Your task: Whenever a line of the records below contains the word "sleep", copy that line.

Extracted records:
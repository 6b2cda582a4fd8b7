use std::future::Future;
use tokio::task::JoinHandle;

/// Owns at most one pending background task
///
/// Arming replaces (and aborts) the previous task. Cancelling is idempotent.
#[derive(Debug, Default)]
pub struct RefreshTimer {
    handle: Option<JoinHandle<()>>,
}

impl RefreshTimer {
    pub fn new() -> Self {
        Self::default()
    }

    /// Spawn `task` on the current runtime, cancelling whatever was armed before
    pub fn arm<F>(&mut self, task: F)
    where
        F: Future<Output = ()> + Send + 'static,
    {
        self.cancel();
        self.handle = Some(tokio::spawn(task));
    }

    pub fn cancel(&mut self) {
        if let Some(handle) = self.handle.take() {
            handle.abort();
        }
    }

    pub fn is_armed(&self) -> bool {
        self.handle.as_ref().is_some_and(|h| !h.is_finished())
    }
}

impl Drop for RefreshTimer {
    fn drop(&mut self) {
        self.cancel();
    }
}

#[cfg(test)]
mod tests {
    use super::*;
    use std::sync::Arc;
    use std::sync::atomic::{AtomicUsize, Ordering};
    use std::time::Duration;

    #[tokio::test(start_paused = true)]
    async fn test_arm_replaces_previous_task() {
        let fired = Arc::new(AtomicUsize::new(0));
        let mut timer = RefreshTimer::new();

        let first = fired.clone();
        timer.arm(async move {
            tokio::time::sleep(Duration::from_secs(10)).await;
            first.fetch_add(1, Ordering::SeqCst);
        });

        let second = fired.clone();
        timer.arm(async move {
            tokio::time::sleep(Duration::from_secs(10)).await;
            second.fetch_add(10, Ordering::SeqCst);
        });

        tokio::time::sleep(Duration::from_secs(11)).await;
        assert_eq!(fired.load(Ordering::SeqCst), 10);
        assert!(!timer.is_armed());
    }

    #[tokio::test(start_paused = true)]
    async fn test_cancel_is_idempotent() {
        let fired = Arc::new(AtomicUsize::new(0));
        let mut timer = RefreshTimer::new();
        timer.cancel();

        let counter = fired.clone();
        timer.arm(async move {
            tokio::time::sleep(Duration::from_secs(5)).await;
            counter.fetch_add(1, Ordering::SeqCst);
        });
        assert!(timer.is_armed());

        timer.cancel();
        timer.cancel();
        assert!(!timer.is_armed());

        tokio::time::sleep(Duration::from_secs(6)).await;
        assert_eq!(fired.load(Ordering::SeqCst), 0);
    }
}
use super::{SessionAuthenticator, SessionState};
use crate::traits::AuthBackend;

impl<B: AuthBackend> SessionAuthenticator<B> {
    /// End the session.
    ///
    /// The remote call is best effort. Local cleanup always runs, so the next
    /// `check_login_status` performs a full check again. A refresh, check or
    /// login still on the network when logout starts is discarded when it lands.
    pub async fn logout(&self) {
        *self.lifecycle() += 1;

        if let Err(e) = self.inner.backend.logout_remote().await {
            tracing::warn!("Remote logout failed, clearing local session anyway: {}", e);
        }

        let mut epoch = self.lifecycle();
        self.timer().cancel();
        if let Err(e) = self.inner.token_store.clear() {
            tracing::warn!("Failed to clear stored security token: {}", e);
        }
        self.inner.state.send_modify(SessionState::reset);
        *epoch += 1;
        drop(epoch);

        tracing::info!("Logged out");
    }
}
...
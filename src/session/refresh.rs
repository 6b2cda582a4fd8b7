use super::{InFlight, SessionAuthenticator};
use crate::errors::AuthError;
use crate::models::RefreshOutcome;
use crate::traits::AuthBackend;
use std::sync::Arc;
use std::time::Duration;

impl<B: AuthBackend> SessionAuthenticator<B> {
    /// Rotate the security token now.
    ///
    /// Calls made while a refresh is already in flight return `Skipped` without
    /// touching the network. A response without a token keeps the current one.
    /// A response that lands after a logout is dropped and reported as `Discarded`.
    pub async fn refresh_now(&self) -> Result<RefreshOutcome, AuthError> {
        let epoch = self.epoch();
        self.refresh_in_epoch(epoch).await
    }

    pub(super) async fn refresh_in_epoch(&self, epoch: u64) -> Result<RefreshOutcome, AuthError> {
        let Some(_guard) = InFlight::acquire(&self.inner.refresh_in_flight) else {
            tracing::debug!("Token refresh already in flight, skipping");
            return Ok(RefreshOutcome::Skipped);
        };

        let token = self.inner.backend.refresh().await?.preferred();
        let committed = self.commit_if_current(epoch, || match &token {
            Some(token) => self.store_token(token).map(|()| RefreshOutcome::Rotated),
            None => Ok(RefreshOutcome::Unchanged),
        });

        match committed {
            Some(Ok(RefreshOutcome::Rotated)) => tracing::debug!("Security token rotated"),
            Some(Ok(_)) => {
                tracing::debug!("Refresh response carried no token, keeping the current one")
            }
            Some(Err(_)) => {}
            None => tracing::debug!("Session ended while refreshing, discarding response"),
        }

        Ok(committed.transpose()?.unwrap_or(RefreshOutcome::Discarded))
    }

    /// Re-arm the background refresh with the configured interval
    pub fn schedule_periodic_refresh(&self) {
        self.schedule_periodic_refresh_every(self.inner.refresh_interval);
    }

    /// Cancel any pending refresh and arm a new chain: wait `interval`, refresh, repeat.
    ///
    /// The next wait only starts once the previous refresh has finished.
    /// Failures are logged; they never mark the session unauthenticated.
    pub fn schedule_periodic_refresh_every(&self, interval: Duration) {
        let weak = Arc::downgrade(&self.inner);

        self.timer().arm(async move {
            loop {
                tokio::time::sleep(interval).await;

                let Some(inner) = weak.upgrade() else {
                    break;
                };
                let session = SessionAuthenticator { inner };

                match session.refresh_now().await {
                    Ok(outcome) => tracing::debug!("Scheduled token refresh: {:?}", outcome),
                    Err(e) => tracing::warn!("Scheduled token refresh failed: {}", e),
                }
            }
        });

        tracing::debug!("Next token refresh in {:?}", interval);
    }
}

Result:
            tokio::time::sleep(Duration::from_secs(10)).await;
            tokio::time::sleep(Duration::from_secs(10)).await;
        tokio::time::sleep(Duration::from_secs(11)).await;
            tokio::time::sleep(Duration::from_secs(5)).await;
        tokio::time::sleep(Duration::from_secs(6)).await;
                tokio::time::sleep(interval).await;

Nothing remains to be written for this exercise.